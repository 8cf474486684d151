//! Integration tests for vaultmap
//!
//! A vault on disk, read through the filesystem source, parsed by the
//! orchestrator and persisted between runs.

use std::path::{Path, PathBuf};
use std::sync::Arc;
use std::time::Duration;

use tempfile::TempDir;
use tokio::sync::mpsc;
use vaultmap_core::config::VaultSettings;
use vaultmap_core::{
    ChangeNotification, EdgeType, NodeType, ResultCache, RunStatus, Trigger, VaultConfig, load_snapshot,
    save_snapshot,
};
use vaultmap_pipeline::{ParseOrchestrator, StatusReport, WaitOutcome};
use vaultmap_watcher::FsVaultSource;

const TIMEOUT: Duration = Duration::from_secs(30);

fn write(root: &Path, rel: &str, content: &str) {
    let path = root.join(rel);
    if let Some(parent) = path.parent() {
        std::fs::create_dir_all(parent).unwrap();
    }
    std::fs::write(path, content).unwrap();
}

fn create_vault() -> TempDir {
    let dir = TempDir::new().unwrap();
    let root = dir.path();
    write(
        root,
        "index.md",
        "---\nid: index\ntitle: Index\ntags: [moc]\n---\n# Index\n\nSee [[alpha]] and [[notes/beta|Beta]].\n",
    );
    write(
        root,
        "alpha.md",
        "---\nid: alpha\naliases: [First]\n---\nBack to [[index]]. Picture: ![[beta]]\n",
    );
    write(root, "notes/beta.md", "---\nid: beta\ntags: [draft]\n---\nLinks to [[First]] and [[nowhere]].\n");
    write(root, "loose.md", "No frontmatter here, links to [[alpha]].\n");
    write(root, "templates/daily.md", "---\nid: daily\n---\n[[index]]\n");
    dir
}

fn test_config() -> VaultConfig {
    let mut config = VaultConfig::default();
    config.layout.iterations = 60;
    config.parse.concurrency = 2;
    config
}

fn orchestrator(root: &Path, cache: Arc<ResultCache>) -> ParseOrchestrator {
    let config = test_config();
    let source = FsVaultSource::new(root, &VaultSettings::default()).unwrap();
    ParseOrchestrator::new(Arc::new(source), cache, &config).unwrap()
}

async fn finish(orchestrator: &ParseOrchestrator) -> StatusReport {
    match orchestrator.wait_for_parse(TIMEOUT).await {
        WaitOutcome::Finished(report) => report,
        WaitOutcome::TimedOut(report) => panic!("run did not finish: {report:?}"),
    }
}

#[tokio::test]
async fn parses_vault_from_disk() {
    let vault = create_vault();
    let cache = Arc::new(ResultCache::default());
    let orchestrator = orchestrator(vault.path(), cache.clone());

    assert!(orchestrator.trigger_parse(Trigger::Manual).is_accepted());
    let report = finish(&orchestrator).await;
    assert_eq!(report.state, RunStatus::Completed, "{:?}", report.error());

    let snapshot = cache.current().expect("snapshot cached");
    let graph = &snapshot.graph;
    assert_eq!(graph.node_count(), 3);
    assert!(!graph.contains("daily"), "excluded directory was parsed");

    assert!(graph.edge("index", "alpha", EdgeType::Wikilink).is_some());
    assert!(graph.edge("index", "beta", EdgeType::Wikilink).is_some());
    assert!(graph.edge("alpha", "beta", EdgeType::Embed).is_some());
    assert!(graph.edge("beta", "alpha", EdgeType::Wikilink).is_some());

    let index = graph.node("index").unwrap();
    assert_eq!(index.title, "Index");
    assert_eq!(index.node_type, NodeType::Index);
    assert_eq!(index.in_degree, 1);
    assert_eq!(index.out_degree, 2);

    let diag = &snapshot.diagnostics;
    assert_eq!(diag.documents_total, 4);
    assert_eq!(diag.documents_parsed, 3);
    assert_eq!(diag.excluded.len(), 1);
    assert_eq!(diag.excluded[0].path, PathBuf::from("loose.md"));
    assert_eq!(diag.unresolved_links, 1);
    assert!(!diag.layout_reused);

    for node in graph.all_nodes() {
        assert!(node.position.x.is_finite() && node.position.y.is_finite());
        assert!(node.centrality > 0.0 && node.centrality <= 1.0);
    }
}

#[tokio::test]
async fn warm_start_reuses_saved_layout() {
    let vault = create_vault();
    let first_cache = Arc::new(ResultCache::default());
    let first = orchestrator(vault.path(), first_cache.clone());
    first.trigger_parse(Trigger::Manual);
    assert_eq!(finish(&first).await.state, RunStatus::Completed);

    let saved = first_cache.current().unwrap();
    save_snapshot(&saved, vault.path()).unwrap();
    let loaded = load_snapshot(vault.path()).unwrap().expect("snapshot on disk");
    assert_eq!(loaded.fingerprint, saved.fingerprint);

    let second_cache = Arc::new(ResultCache::default());
    assert!(second_cache.seed(loaded));
    let second = orchestrator(vault.path(), second_cache.clone());
    second.trigger_parse(Trigger::Startup);
    assert_eq!(finish(&second).await.state, RunStatus::Completed);

    let reparsed = second_cache.current().unwrap();
    assert!(reparsed.diagnostics.layout_reused);
    assert_ne!(reparsed.run_id, saved.run_id);
    for node in saved.graph.all_nodes() {
        assert_eq!(reparsed.layout.position(node.id.as_str()), Some(node.position));
    }
}

#[tokio::test]
async fn change_notification_reparses_edited_vault() {
    let vault = create_vault();
    let cache = Arc::new(ResultCache::default());
    let orchestrator = orchestrator(vault.path(), cache.clone());
    let first = orchestrator.trigger_parse(Trigger::Startup).run_id();
    assert_eq!(finish(&orchestrator).await.state, RunStatus::Completed);
    let first_fingerprint = cache.current().unwrap().fingerprint.clone();

    write(vault.path(), "gamma.md", "---\nid: gamma\n---\nSee [[index]].\n");

    let (tx, rx) = mpsc::channel(8);
    let listener = orchestrator.listen(rx);
    tx.send(ChangeNotification::new(vec![PathBuf::from("gamma.md")])).await.unwrap();

    let mut status = orchestrator.subscribe_status();
    let report = tokio::time::timeout(
        TIMEOUT,
        status.wait_for(|r| r.run_id() != Some(first) && r.state.is_terminal()),
    )
    .await
    .expect("follow-up run finished")
    .unwrap()
    .clone();
    assert_eq!(report.state, RunStatus::Completed, "{:?}", report.error());
    assert_eq!(report.run.as_ref().unwrap().changed_file_count, 1);

    let snapshot = cache.current().unwrap();
    assert_ne!(snapshot.fingerprint, first_fingerprint);
    assert!(snapshot.graph.edge("gamma", "index", EdgeType::Wikilink).is_some());
    assert_eq!(snapshot.diagnostics.changed_parsed, 1);

    drop(tx);
    listener.await.unwrap();
}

--

§ **Work task**
Print all the data exactly.

§ **Reply**
repository 8cf474486684d151
//! Integration tests for vaultmap
//!
//! A vault on disk, read through the filesystem source, parsed by the
//! orchestrator and persisted between runs.

use std::path::{Path, PathBuf};
use std::sync::Arc;
use std::time::Duration;

use tempfile::TempDir;
use tokio::sync::mpsc;
use vaultmap_core::config::VaultSettings;
use vaultmap_core::{
    ChangeNotification, EdgeType, NodeType, ResultCache, RunStatus, Trigger, VaultConfig, load_snapshot,
    save_snapshot,
};
use vaultmap_pipeline::{ParseOrchestrator, StatusReport, WaitOutcome};
use vaultmap_watcher::FsVaultSource;

const TIMEOUT: Duration = Duration::from_secs(30);

fn write(root: &Path, rel: &str, content: &str) {
    let path = root.join(rel);
    if let Some(parent) = path.parent() {
        std::fs::create_dir_all(parent).unwrap();
    }
    std::fs::write(path, content).unwrap();
}

fn create_vault() -> TempDir {
    let dir = TempDir::new().unwrap();
    let root = dir.path();
    write(
        root,
        "index.md",
        "---\nid: index\ntitle: Index\ntags: [moc]\n---\n# Index\n\nSee [[alpha]] and [[notes/beta|Beta]].\n",
    );
    write(
        root,
        "alpha.md",
        "---\nid: alpha\naliases: [First]\n---\nBack to [[index]]. Picture: ![[beta]]\n",
    );
    write(root, "notes/beta.md", "---\nid: beta\ntags: [draft]\n---\nLinks to [[First]] and [[nowhere]].\n");
    write(root, "loose.md", "No frontmatter here, links to [[alpha]].\n");
    write(root, "templates/daily.md", "---\nid: daily\n---\n[[index]]\n");
    dir
}

fn test_config() -> VaultConfig {
    let mut config = VaultConfig::default();
    config.layout.iterations = 60;
    config.parse.concurrency = 2;
    config
}

fn orchestrator(root: &Path, cache: Arc<ResultCache>) -> ParseOrchestrator {
    let config = test_config();
    let source = FsVaultSource::new(root, &VaultSettings::default()).unwrap();
    ParseOrchestrator::new(Arc::new(source), cache, &config).unwrap()
}

async fn finish(orchestrator: &ParseOrchestrator) -> StatusReport {
    match orchestrator.wait_for_parse(TIMEOUT).await {
        WaitOutcome::Finished(report) => report,
        WaitOutcome::TimedOut(report) => panic!("run did not finish: {report:?}"),
    }
}

#[tokio::test]
async fn parses_vault_from_disk() {
    let vault = create_vault();
    let cache = Arc::new(ResultCache::default());
    let orchestrator = orchestrator(vault.path(), cache.clone());

    assert!(orchestrator.trigger_parse(Trigger::Manual).is_accepted());
    let report = finish(&orchestrator).await;
    assert_eq!(report.state, RunStatus::Completed, "{:?}", report.error());

    let snapshot = cache.current().expect("snapshot cached");
    let graph = &snapshot.graph;
    assert_eq!(graph.node_count(), 3);
    assert!(!graph.contains("daily"), "excluded directory was parsed");

    assert!(graph.edge("index", "alpha", EdgeType::Wikilink).is_some());
    assert!(graph.edge("index", "beta", EdgeType::Wikilink).is_some());
    assert!(graph.edge("alpha", "beta", EdgeType::Embed).is_some());
    assert!(graph.edge("beta", "alpha", EdgeType::Wikilink).is_some());

    let index = graph.node("index").unwrap();
    assert_eq!(index.title, "Index");
    assert_eq!(index.node_type, NodeType::Index);
    assert_eq!(index.in_degree, 1);
    assert_eq!(index.out_degree, 2);

    let diag = &snapshot.diagnostics;
    assert_eq!(diag.documents_total, 4);
    assert_eq!(diag.documents_parsed, 3);
    assert_eq!(diag.excluded.len(), 1);
    assert_eq!(diag.excluded[0].path, PathBuf::from("loose.md"));
    assert_eq!(diag.unresolved_links, 1);
    assert!(!diag.layout_reused);

    for node in graph.all_nodes() {
        assert!(node.position.x.is_finite() && node.position.y.is_finite());
        assert!(node.centrality > 0.0 && node.centrality <= 1.0);
    }
}

#[tokio::test]
async fn warm_start_reuses_saved_layout() {
    let vault = create_vault();
    let first_cache = Arc::new(ResultCache::default());
    let first = orchestrator(vault.path(), first_cache.clone());
    first.trigger_parse(Trigger::Manual);
    assert_eq!(finish(&first).await.state, RunStatus::Completed);

    let saved = first_cache.current().unwrap();
    save_snapshot(&saved, vault.path()).unwrap();
    let loaded = load_snapshot(vault.path()).unwrap().expect("snapshot on disk");
    assert_eq!(loaded.fingerprint, saved.fingerprint);

    let second_cache = Arc::new(ResultCache::default());
    assert!(second_cache.seed(loaded));
    let second = orchestrator(vault.path(), second_cache.clone());
    second.trigger_parse(Trigger::Startup);
    assert_eq!(finish(&second).await.state, RunStatus::Completed);

    let reparsed = second_cache.current().unwrap();
    assert!(reparsed.diagnostics.layout_reused);
    assert_ne!(reparsed.run_id, saved.run_id);
    for node in saved.graph.all_nodes() {
        assert_eq!(reparsed.layout.position(node.id.as_str()), Some(node.position));
    }
}

#[tokio::test]
async fn change_notification_reparses_edited_vault() {
    let vault = create_vault();
    let cache = Arc::new(ResultCache::default());
    let orchestrator = orchestrator(vault.path(), cache.clone());
    let first = orchestrator.trigger_parse(Trigger::Startup).run_id();
    assert_eq!(finish(&orchestrator).await.state, RunStatus::Completed);
    let first_fingerprint = cache.current().unwrap().fingerprint.clone();

    write(vault.path(), "gamma.md", "---\nid: gamma\n---\nSee [[index]].\n");

    let (tx, rx) = mpsc::channel(8);
    let listener = orchestrator.listen(rx);
    tx.send(ChangeNotification::new(vec![PathBuf::from("gamma.md")])).await.unwrap();

    let mut status = orchestrator.subscribe_status();
    let report = tokio::time::timeout(
        TIMEOUT,
        status.wait_for(|r| r.run_id() != Some(first) && r.state.is_terminal()),
    )
    .await
    .expect("follow-up run finished")
    .unwrap()
    .clone();
    assert_eq!(report.state, RunStatus::Completed, "{:?}", report.error());
    assert_eq!(report.run.as_ref().unwrap().changed_file_count, 1);

    let snapshot = cache.current().unwrap();
    assert_ne!(snapshot.fingerprint, first_fingerprint);
    assert!(snapshot.graph.edge("gamma", "index", EdgeType::Wikilink).is_some());
    assert_eq!(snapshot.diagnostics.changed_parsed, 1);

    drop(tx);
    listener.await.unwrap();
}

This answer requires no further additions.